The display of force backfired spectacularly. Thousands lined the streets to jeer and protest the parade of soldiers. Law and newspaper offices draped their buildings in black crepe, or flew the U.S. flag upside down. Walt Whitman, no friend to abolitionism, wrote a scathing poem in which the specters of the Revolutionary dead came clattering to life to chastise the men marching Burns to slavery. In the days that followed, white men across the state formed “Anti-Man-Hunting Leagues,” which held drills to prepare for confronting slave catchers wherever they next appeared. The legislature soon overrode the governor’s veto to enact a vigorous new personal liberty law, modeled after the 1843 law but with sanctions aimed directly at countering the 1850 Fugitive Slave Law. The industrialist Amos Lawrence declared that he and his peers “went to bed one night old fashioned, conservative, Compromise Union Whigs, and waked up stark mad abolitionists.”

He exaggerated.
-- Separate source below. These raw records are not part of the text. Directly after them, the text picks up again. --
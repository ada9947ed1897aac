//! Companion `.cols` column-name files.
//!
//! A source `statement.txt` may sit next to `statement.cols`, whose first
//! non-empty line lists the column names:
//!
//! ```text
//! "Date","Description","Amount"
//! ```

use std::{
    fs,
    io::ErrorKind,
    path::{Path, PathBuf},
};

use crate::error::{ConvertError, ConvertResult};

/// Extension of companion mapping files.
pub const COMPANION_EXTENSION: &str = "cols";

/// Path of the companion mapping for `source`.
///
/// ```
/// use std::path::Path;
/// use file2ofx_core::mapping::companion_path;
///
/// assert_eq!(companion_path(Path::new("in/bank.txt")), Path::new("in/bank.cols"));
/// ```
#[must_use]
pub fn companion_path(source: &Path) -> PathBuf {
    source.with_extension(COMPANION_EXTENSION)
}

/// Reads the companion mapping of `source`, if one exists.
///
/// # Errors
///
/// [`ConvertError::MappingFile`] when the file exists but cannot be read or
/// holds no names.
pub fn read_companion(source: &Path) -> ConvertResult<Option<Vec<String>>> {
    let path = companion_path(source);
    let content = match fs::read_to_string(&path) {
        Ok(content) => content,
        Err(e) if e.kind() == ErrorKind::NotFound => return Ok(None),
        Err(e) => return Err(ConvertError::MappingFile { path, reason: e.to_string() }),
    };

    let line = content.lines().map(str::trim).find(|l| !l.is_empty()).unwrap_or("");
    let names = parse_column_names(line)
        .map_err(|reason| ConvertError::MappingFile { path: path.clone(), reason })?;
    if names.is_empty() {
        return Err(ConvertError::MappingFile { path, reason: "no column names".to_string() });
    }
    Ok(Some(names))
}

/// Splits a comma-separated, optionally double-quoted list of names.
///
/// Names are trimmed and unquoted (also when a space precedes the quote);
/// empty entries are kept so positions stay aligned.
///
/// # Errors
///
/// A message when the line is not valid CSV.
pub fn parse_column_names(line: &str) -> Result<Vec<String>, String> {
    let line = line.trim_start_matches('\u{feff}').trim();
    if line.is_empty() {
        return Ok(Vec::new());
    }
    let mut reader = csv::ReaderBuilder::new()
        .has_headers(false)
        .trim(csv::Trim::All)
        .from_reader(line.as_bytes());

    match reader.records().next() {
        Some(Ok(record)) => {
            Ok(record.iter().map(|name| name.trim_matches('"').trim().to_string()).collect())
        }
        Some(Err(e)) => Err(e.to_string()),
        None => Ok(Vec::new()),
    }
}

#[cfg(test)]
mod tests {
    use std::fs;

    use tempfile::TempDir;

    use super::*;

    #[test]
    fn test_parse_quoted_and_bare_names() {
        assert_eq!(
            parse_column_names(r#""Date", Amount ,"Payee, full""#).unwrap(),
            vec!["Date", "Amount", "Payee, full"]
        );
        assert_eq!(parse_column_names(r#""Date", "Amount""#).unwrap(), vec!["Date", "Amount"]);
        assert!(parse_column_names("   ").unwrap().is_empty());
    }

    #[test]
    fn test_missing_companion_is_none() {
        let dir = TempDir::new().unwrap();
        assert_eq!(read_companion(&dir.path().join("bank.txt")).unwrap(), None);
    }

    #[test]
    fn test_reads_first_non_empty_line() {
        let dir = TempDir::new().unwrap();
        fs::write(dir.path().join("bank.cols"), "\n\"Date\",\"Amount\"\nignored\n").unwrap();
        let names = read_companion(&dir.path().join("bank.txt")).unwrap().unwrap();
        assert_eq!(names, vec!["Date", "Amount"]);
    }

    #[test]
    fn test_empty_companion_is_an_error() {
        let dir = TempDir::new().unwrap();
        fs::write(dir.path().join("bank.cols"), "\n  \n").unwrap();
        let err = read_companion(&dir.path().join("bank.txt")).unwrap_err();
        assert!(matches!(err, ConvertError::MappingFile { .. }));
    }
}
Such men’s commitments to equality remained vague and dim. A few years later, when confronted with the possibility of losing their profitable trading relationship with the slave states, many hastily backpedaled toward appeasement and compromise with slaveholders. But although the movement’s core remained small, that group had changed the field of play. It galvanized potential allies into supporters, and brought concerted, militant resistance to the slave power—even when represented by the federal government—into the mainstream of political debate.
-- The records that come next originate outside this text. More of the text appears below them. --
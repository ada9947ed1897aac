//! Institution settings and the assembled OFX document.

use std::{fmt, str::FromStr};

use chrono::NaiveDateTime;
use rust_decimal::Decimal;
use serde::{Deserialize, Serialize};

use super::OfxVersion;

/// Currency used when none is configured.
pub const DEFAULT_CURRENCY: &str = "USD";

/// Bank account type (`ACCTTYPE`).
#[derive(Debug, Clone, Copy, PartialEq, Eq, Hash, Default, Serialize, Deserialize)]
pub enum AccountType {
    /// Checking account.
    #[default]
    #[serde(rename = "CHECKING", alias = "checking")]
    Checking,
    /// Savings account.
    #[serde(rename = "SAVINGS", alias = "savings")]
    Savings,
    /// Money market account.
    #[serde(rename = "MONEYMRKT", alias = "moneymrkt")]
    MoneyMarket,
    /// Line of credit.
    #[serde(rename = "CREDITLINE", alias = "creditline")]
    CreditLine,
}

impl AccountType {
    /// OFX code.
    #[must_use]
    pub const fn as_str(&self) -> &'static str {
        match self {
            Self::Checking => "CHECKING",
            Self::Savings => "SAVINGS",
            Self::MoneyMarket => "MONEYMRKT",
            Self::CreditLine => "CREDITLINE",
        }
    }
}

impl fmt::Display for AccountType {
    fn fmt(&self, f: &mut fmt::Formatter<'_>) -> fmt::Result {
        f.write_str(self.as_str())
    }
}

impl FromStr for AccountType {
    type Err = String;

    fn from_str(s: &str) -> Result<Self, Self::Err> {
        match s.trim().to_ascii_uppercase().as_str() {
            "CHECKING" => Ok(Self::Checking),
            "SAVINGS" => Ok(Self::Savings),
            "MONEYMRKT" | "MONEYMARKET" => Ok(Self::MoneyMarket),
            "CREDITLINE" => Ok(Self::CreditLine),
            _ => Err(format!(
                "unknown account type '{s}' (expected checking, savings, moneymrkt or creditline)"
            )),
        }
    }
}

fn default_currency() -> String {
    DEFAULT_CURRENCY.to_string()
}

/// Financial institution and account the statement belongs to.
#[derive(Debug, Clone, PartialEq, Eq, Serialize, Deserialize)]
pub struct InstitutionConfig {
    /// Institution name (`ORG`).
    #[serde(default)]
    pub org: Option<String>,
    /// Institution id (`FID`, also used as `BANKID`).
    #[serde(default)]
    pub fi_id: String,
    /// Account number (`ACCTID`).
    #[serde(default)]
    pub account_id: String,
    /// Account type.
    #[serde(default)]
    pub account_type: AccountType,
    /// ISO 4217 currency code.
    #[serde(default = "default_currency")]
    pub currency: String,
}

impl Default for InstitutionConfig {
    fn default() -> Self {
        Self {
            org: None,
            fi_id: String::new(),
            account_id: String::new(),
            account_type: AccountType::default(),
            currency: default_currency(),
        }
    }
}

impl InstitutionConfig {
    /// Config for an institution and account, other fields defaulted.
    pub fn new(fi_id: impl Into<String>, account_id: impl Into<String>) -> Self {
        Self { fi_id: fi_id.into(), account_id: account_id.into(), ..Self::default() }
    }

    /// Sets the institution name.
    #[must_use]
    pub fn with_org(mut self, org: impl Into<String>) -> Self {
        self.org = Some(org.into());
        self
    }

    /// Sets the account type.
    #[must_use]
    pub fn with_account_type(mut self, account_type: AccountType) -> Self {
        self.account_type = account_type;
        self
    }

    /// Sets the currency.
    #[must_use]
    pub fn with_currency(mut self, currency: impl Into<String>) -> Self {
        self.currency = currency.into();
        self
    }
}

/// A balance figure with an optional as-of time.
#[derive(Debug, Clone, Copy, PartialEq, Eq)]
pub struct Balance {
    /// Balance amount.
    pub amount: Decimal,
    /// As-of time; generation time when absent.
    pub as_of: Option<NaiveDateTime>,
}

impl Balance {
    /// Balance as of generation time.
    #[must_use]
    pub fn new(amount: Decimal) -> Self {
        Self { amount, as_of: None }
    }
}

/// Optional closing balances. Absent balances are left out of the document.
#[derive(Debug, Clone, Copy, Default, PartialEq, Eq)]
pub struct BalanceInfo {
    /// Ledger balance (`LEDGERBAL`).
    pub ledger: Option<Balance>,
    /// Available balance (`AVAILBAL`).
    pub available: Option<Balance>,
}

impl BalanceInfo {
    /// Whether neither balance is set.
    #[must_use]
    pub fn is_empty(&self) -> bool {
        self.ledger.is_none() && self.available.is_none()
    }
}

// ==================== Assembled document ====================
//
// Every value below is already in wire form: timestamps as YYYYMMDDHHMMSS,
// amounts with their final precision and sign.

/// Header block shared by both syntax families.
#[derive(Debug, Clone, PartialEq, Eq)]
pub struct DocumentHeader {
    /// Target revision.
    pub version: OfxVersion,
    /// Always `NONE`.
    pub security: &'static str,
    /// Always `UTF-8`.
    pub encoding: &'static str,
    /// Legacy charset, `CSUNICODE`.
    pub charset: &'static str,
}

/// Sign-on response (`SONRS`).
#[derive(Debug, Clone, PartialEq, Eq)]
pub struct SignOn {
    /// `DTSERVER`.
    pub server_time: String,
    /// `LANGUAGE`.
    pub language: &'static str,
    /// `DTPROFUP`.
    pub profile_updated: String,
    /// `DTACCTUP`.
    pub account_updated: String,
    /// `FI/ORG`.
    pub org: Option<String>,
    /// `FI/FID`.
    pub fi_id: String,
}

/// One `STMTTRN`.
#[derive(Debug, Clone, PartialEq, Eq)]
pub struct StatementEntry {
    /// `TRNTYPE`.
    pub trntype: &'static str,
    /// `DTPOSTED`.
    pub posted: String,
    /// `DTUSER`; the source carries a single date, so it repeats `DTPOSTED`.
    pub user_date: String,
    /// `TRNAMT`.
    pub amount: String,
    /// `FITID`.
    pub fitid: String,
    /// `NAME`, absent for an empty description.
    pub name: Option<String>,
    /// `MEMO`, only for descriptions longer than `NAME` allows.
    pub memo: Option<String>,
}

/// `LEDGERBAL` / `AVAILBAL`.
#[derive(Debug, Clone, PartialEq, Eq)]
pub struct BalanceEntry {
    /// `BALAMT`.
    pub amount: String,
    /// `DTASOF`.
    pub as_of: String,
}

/// Statement response (`STMTTRNRS` / `STMTRS`).
#[derive(Debug, Clone, PartialEq, Eq)]
pub struct Statement {
    /// `TRNUID`.
    pub trnuid: String,
    /// `CURDEF`.
    pub currency: String,
    /// `BANKID`.
    pub bank_id: String,
    /// `ACCTID`.
    pub account_id: String,
    /// `ACCTTYPE`.
    pub account_type: AccountType,
    /// `DTSTART`.
    pub start: String,
    /// `DTEND`.
    pub end: String,
    /// Transactions in input order.
    pub entries: Vec<StatementEntry>,
    /// Ledger balance.
    pub ledger: Option<BalanceEntry>,
    /// Available balance.
    pub available: Option<BalanceEntry>,
}

/// A complete document, ready to serialize.
#[derive(Debug, Clone, PartialEq, Eq)]
pub struct OutputDocument {
    /// Header metadata.
    pub header: DocumentHeader,
    /// Sign-on section.
    pub signon: SignOn,
    /// Bank statement.
    pub statement: Statement,
}

#[cfg(test)]
mod tests {
    use super::*;

    #[test]
    fn test_account_type_parsing() {
        assert_eq!("savings".parse::<AccountType>().unwrap(), AccountType::Savings);
        assert_eq!("MoneyMarket".parse::<AccountType>().unwrap(), AccountType::MoneyMarket);
        assert_eq!(AccountType::MoneyMarket.as_str(), "MONEYMRKT");
        assert!("brokerage".parse::<AccountType>().is_err());
    }

    #[test]
    fn test_institution_defaults() {
        let config = InstitutionConfig::new("123", "456").with_org("Test Bank");
        assert_eq!(config.currency, "USD");
        assert_eq!(config.account_type, AccountType::Checking);
        assert_eq!(config.org.as_deref(), Some("Test Bank"));
    }

    #[test]
    fn test_balance_info_empty() {
        assert!(BalanceInfo::default().is_empty());
        let info = BalanceInfo { ledger: Some(Balance::new(Decimal::ONE)), available: None };
        assert!(!info.is_empty());
    }
}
Although these core resisters did not know it, they were also building the road to the Civil War. When South Carolina seceded in December 1860, the legislators’ account of their grievances read like a list of the northern freedom movement’s accomplishments: personal liberty laws, fugitive rescues, abolitionism, and free black claims to citizenship. Secessionists, exhausted and enraged by free blacks and northern radicals, their sanctuaries and their coalitions, struck for slaveholding liberty. The black and white activists who inspired them did not know they were lighting that particular spark, but when the war came they continued their work. Their struggles, and those of southern slaves, transformed the suppression of a rebellion into a war of emancipation. Before long, many white northerners found themselves ready to take that leap as well.

History is neither a map nor an oracle. We are often called to embrace Seamus Heaney’s stirring invocation of its possibilities, that “once in a lifetime / The longed-for tidal wave / Of justice can rise up / And hope and history rhyme.” But justice, like history, is neither a tidal wave, nor a tendency, nor a once-in-a-lifetime event. Justice is deduced by people from their circumstances, and brought into being by their actions. That is in part how history is made as well. That is why the people on the frontlines of the struggle, people such as Lewis and Harriet Hayden, demand our attention. Perhaps a moment is before us when that call and response between radical activists and a broader public can build and grow. Whether the transformative achievements of a small band of radicals a century and a half ago can inspire and encourage today’s vision of ever-expanding sanctuary remains to be seen. In any case, as the Haydens well understood, neither the lessons nor the cycles of history will dictate the outcome.